• Task details
Line filter on the word "prior": copy each matching line from the entries.

Start of Block

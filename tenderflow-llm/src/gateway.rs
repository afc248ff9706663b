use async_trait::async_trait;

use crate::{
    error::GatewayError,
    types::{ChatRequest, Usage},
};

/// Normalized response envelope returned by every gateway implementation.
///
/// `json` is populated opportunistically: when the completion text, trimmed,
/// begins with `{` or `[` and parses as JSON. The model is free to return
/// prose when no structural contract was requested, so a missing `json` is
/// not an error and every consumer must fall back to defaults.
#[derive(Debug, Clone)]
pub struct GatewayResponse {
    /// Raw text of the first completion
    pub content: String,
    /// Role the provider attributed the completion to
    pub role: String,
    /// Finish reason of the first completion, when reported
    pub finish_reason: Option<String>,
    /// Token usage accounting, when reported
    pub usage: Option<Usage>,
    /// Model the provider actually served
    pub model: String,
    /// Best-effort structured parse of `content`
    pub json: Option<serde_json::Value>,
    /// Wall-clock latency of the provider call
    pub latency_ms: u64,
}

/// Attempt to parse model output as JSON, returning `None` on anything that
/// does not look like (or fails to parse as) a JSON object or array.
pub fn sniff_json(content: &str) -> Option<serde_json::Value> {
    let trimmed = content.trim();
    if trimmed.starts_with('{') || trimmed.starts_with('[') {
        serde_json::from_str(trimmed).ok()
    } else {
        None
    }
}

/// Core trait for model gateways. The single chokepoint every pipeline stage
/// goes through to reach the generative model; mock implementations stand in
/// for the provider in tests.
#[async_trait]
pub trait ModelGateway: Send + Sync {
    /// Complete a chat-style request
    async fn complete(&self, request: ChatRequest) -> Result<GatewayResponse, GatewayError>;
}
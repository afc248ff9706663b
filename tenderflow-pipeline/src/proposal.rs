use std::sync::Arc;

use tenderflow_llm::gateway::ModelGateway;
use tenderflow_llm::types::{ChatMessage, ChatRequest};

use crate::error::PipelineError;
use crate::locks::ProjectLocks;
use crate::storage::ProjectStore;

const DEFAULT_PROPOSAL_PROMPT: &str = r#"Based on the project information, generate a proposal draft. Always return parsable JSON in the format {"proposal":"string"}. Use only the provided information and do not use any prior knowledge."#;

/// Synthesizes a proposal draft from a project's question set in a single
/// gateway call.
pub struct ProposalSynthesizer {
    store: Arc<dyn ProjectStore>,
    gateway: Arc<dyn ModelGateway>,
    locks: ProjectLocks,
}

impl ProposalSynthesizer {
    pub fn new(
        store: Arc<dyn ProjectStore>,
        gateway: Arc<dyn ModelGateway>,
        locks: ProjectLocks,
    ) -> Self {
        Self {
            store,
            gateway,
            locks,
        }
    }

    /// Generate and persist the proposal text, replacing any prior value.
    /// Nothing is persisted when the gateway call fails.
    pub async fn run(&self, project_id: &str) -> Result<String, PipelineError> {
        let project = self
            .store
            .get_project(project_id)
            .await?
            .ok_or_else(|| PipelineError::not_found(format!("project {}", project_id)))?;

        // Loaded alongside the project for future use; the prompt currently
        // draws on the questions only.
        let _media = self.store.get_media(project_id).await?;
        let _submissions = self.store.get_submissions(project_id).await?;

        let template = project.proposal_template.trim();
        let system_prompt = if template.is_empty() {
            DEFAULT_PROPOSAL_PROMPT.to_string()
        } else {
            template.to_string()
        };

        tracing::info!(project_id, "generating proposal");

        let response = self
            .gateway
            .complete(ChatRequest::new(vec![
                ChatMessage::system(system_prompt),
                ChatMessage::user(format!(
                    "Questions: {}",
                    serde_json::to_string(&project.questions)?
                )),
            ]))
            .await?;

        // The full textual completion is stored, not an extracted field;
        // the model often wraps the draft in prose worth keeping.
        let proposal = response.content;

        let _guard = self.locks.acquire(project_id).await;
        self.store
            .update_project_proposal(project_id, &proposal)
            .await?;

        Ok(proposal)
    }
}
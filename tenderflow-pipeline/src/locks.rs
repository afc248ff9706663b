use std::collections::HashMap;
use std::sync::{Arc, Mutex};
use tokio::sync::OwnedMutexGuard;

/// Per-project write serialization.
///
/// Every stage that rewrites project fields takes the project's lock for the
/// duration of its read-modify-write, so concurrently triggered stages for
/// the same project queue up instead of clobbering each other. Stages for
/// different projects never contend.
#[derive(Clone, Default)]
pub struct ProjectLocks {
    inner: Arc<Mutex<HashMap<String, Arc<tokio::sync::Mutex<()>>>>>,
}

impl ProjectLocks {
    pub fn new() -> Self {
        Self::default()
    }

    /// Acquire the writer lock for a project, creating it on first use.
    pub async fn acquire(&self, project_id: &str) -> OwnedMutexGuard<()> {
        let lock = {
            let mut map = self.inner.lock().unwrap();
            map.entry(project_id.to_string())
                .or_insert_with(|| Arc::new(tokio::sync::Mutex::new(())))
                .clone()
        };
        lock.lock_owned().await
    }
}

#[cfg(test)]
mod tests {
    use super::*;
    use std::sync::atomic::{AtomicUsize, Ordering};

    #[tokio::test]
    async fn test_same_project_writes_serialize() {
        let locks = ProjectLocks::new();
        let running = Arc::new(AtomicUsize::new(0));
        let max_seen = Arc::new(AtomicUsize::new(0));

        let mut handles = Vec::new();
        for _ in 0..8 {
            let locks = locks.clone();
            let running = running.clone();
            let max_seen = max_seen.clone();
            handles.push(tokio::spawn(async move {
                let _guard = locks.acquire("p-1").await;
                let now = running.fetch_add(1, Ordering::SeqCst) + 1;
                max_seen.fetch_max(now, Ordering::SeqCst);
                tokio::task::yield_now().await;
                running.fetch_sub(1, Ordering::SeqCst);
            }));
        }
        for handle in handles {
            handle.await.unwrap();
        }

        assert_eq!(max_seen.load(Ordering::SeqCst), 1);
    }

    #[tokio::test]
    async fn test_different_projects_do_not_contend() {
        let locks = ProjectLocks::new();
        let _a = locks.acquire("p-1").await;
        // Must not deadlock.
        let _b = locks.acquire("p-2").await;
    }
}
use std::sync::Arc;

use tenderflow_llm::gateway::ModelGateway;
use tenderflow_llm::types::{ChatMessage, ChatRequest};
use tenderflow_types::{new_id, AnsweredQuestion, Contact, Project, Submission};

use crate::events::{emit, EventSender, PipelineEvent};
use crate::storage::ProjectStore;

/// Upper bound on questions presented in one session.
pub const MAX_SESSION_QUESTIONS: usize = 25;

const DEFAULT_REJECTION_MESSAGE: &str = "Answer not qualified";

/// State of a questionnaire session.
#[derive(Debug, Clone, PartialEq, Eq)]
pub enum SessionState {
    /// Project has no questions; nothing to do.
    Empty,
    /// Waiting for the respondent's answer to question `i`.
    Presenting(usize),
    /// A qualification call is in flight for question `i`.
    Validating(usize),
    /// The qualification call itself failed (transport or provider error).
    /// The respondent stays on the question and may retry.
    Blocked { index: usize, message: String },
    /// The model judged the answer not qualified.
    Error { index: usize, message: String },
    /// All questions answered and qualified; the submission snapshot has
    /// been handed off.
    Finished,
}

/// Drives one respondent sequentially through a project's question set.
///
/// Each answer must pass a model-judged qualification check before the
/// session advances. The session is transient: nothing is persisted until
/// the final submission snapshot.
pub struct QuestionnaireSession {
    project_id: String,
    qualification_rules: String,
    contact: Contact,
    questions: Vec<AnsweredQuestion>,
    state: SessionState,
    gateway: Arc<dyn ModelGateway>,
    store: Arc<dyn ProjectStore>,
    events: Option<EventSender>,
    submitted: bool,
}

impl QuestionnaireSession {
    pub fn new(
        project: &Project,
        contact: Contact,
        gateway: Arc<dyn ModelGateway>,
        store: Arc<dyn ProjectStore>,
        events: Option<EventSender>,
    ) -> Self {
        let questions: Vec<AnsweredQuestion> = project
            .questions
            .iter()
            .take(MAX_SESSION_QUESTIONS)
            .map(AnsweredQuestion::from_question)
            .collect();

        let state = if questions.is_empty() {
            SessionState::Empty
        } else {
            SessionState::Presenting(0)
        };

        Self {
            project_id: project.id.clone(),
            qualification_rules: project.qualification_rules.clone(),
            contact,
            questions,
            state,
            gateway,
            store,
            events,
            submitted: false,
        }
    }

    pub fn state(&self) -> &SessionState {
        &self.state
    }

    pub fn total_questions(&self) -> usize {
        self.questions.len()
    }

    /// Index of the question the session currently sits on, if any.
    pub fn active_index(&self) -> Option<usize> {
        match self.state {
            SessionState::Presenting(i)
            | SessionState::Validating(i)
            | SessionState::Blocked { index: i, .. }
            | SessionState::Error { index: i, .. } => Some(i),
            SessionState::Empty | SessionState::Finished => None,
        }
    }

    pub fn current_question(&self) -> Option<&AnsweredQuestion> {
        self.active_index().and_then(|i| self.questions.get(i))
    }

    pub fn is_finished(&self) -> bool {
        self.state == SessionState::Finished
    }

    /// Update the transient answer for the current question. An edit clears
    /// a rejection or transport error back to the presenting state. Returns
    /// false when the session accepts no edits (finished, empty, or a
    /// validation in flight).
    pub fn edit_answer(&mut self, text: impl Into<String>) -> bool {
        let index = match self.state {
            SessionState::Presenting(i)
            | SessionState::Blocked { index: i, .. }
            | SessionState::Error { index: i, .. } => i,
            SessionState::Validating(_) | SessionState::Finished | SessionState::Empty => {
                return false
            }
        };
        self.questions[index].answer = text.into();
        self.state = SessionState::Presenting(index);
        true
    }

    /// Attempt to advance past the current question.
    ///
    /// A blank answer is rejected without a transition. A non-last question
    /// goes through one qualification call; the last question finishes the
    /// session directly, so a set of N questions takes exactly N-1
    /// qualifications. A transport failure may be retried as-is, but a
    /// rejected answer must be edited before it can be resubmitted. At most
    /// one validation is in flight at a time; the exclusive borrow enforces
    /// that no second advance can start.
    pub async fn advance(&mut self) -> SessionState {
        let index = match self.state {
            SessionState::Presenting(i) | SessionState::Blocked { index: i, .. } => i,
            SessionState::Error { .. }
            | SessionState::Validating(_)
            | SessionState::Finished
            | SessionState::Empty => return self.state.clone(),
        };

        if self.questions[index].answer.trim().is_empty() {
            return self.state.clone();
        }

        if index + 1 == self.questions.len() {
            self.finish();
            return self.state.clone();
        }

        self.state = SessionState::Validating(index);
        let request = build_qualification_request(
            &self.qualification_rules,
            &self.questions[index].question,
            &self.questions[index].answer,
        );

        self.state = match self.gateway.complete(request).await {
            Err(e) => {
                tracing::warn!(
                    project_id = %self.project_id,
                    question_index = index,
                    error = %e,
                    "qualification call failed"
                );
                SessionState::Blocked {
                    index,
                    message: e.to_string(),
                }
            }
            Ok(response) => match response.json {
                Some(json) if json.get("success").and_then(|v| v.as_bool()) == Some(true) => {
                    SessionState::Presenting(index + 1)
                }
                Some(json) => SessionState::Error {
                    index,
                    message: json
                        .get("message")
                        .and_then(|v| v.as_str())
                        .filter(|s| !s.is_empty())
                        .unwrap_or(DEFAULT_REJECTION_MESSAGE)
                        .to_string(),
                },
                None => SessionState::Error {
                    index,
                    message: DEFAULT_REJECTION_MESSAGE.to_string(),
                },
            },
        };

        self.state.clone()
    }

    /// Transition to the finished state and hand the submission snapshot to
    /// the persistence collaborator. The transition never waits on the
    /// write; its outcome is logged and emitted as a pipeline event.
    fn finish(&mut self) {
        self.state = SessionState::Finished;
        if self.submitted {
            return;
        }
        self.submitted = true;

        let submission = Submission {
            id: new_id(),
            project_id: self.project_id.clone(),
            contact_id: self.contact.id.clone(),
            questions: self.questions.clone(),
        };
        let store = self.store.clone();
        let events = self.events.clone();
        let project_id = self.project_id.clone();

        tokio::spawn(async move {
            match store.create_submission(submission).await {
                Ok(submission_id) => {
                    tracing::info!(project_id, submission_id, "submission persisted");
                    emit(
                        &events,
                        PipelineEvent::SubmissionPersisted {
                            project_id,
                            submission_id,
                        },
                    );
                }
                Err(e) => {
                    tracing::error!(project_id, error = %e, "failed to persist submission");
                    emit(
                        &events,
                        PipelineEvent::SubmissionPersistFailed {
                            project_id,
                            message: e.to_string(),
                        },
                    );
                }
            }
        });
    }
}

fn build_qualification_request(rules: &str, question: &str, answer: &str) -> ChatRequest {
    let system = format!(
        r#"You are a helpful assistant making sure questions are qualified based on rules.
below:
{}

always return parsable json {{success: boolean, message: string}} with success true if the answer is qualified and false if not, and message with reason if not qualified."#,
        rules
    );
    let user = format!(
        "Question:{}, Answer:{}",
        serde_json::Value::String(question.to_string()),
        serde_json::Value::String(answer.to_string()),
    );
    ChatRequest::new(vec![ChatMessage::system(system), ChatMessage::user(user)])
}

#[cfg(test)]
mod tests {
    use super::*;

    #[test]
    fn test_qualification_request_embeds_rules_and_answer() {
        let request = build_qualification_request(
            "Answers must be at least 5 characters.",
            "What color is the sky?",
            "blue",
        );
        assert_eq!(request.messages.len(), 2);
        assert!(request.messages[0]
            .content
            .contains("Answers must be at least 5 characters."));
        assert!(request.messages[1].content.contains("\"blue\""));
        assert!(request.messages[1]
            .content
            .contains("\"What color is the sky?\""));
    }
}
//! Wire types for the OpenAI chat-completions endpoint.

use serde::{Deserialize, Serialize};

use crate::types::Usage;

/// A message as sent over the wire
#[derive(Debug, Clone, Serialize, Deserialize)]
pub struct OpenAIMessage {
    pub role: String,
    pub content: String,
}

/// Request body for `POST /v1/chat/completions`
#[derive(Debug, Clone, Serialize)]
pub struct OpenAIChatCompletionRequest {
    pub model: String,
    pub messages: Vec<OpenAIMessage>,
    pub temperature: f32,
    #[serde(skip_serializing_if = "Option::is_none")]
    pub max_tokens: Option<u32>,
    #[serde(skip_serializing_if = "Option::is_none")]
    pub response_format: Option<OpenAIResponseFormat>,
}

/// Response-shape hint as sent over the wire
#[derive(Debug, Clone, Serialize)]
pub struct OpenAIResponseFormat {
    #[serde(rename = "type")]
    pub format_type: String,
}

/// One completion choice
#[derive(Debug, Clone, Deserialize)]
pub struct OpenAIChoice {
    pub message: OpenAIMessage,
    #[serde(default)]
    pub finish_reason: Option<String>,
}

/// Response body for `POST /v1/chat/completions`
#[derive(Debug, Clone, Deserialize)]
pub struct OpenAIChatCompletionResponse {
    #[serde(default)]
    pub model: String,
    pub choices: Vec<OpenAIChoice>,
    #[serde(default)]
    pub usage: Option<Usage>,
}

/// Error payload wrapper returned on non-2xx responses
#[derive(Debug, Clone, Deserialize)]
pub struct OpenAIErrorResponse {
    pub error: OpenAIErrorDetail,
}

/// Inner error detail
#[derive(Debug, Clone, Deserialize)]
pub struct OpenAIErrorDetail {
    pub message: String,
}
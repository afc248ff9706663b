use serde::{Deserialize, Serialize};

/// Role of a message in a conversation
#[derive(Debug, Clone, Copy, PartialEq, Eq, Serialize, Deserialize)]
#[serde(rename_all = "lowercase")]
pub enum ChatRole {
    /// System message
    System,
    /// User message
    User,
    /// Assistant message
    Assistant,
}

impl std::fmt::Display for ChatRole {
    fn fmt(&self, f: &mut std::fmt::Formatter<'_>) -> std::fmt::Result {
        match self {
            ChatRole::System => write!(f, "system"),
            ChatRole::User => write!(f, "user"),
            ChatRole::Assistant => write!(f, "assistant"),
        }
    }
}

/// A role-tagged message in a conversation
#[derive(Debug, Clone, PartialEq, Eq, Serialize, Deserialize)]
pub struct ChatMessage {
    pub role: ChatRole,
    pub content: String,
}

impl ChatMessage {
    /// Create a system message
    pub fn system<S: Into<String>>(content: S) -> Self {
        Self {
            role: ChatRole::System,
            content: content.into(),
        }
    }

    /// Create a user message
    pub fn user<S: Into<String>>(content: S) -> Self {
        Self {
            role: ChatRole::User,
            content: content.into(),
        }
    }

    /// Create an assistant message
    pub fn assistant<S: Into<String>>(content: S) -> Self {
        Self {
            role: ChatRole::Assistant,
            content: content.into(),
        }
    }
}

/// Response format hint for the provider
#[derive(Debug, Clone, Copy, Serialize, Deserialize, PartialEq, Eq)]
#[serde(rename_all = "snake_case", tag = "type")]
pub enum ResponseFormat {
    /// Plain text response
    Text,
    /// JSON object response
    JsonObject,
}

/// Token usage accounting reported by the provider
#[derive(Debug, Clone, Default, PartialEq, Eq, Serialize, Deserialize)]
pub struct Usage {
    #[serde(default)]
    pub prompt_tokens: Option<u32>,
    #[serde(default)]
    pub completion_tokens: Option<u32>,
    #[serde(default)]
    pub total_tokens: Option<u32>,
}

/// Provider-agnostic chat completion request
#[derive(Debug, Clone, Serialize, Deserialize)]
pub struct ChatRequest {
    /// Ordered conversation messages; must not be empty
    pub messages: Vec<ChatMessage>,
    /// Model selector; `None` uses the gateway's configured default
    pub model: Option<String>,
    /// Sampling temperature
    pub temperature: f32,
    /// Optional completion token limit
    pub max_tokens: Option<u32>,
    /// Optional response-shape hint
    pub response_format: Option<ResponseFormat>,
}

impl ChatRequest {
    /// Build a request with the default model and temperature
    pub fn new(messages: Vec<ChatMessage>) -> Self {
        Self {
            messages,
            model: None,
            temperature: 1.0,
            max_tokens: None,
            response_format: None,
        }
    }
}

End of Block

• Solution to the problem
const DEFAULT_PROPOSAL_PROMPT: &str = r#"Based on the project information, generate a proposal draft. Always return parsable JSON in the format {"proposal":"string"}. Use only the provided information and do not use any prior knowledge."#;
    /// Generate and persist the proposal text, replacing any prior value.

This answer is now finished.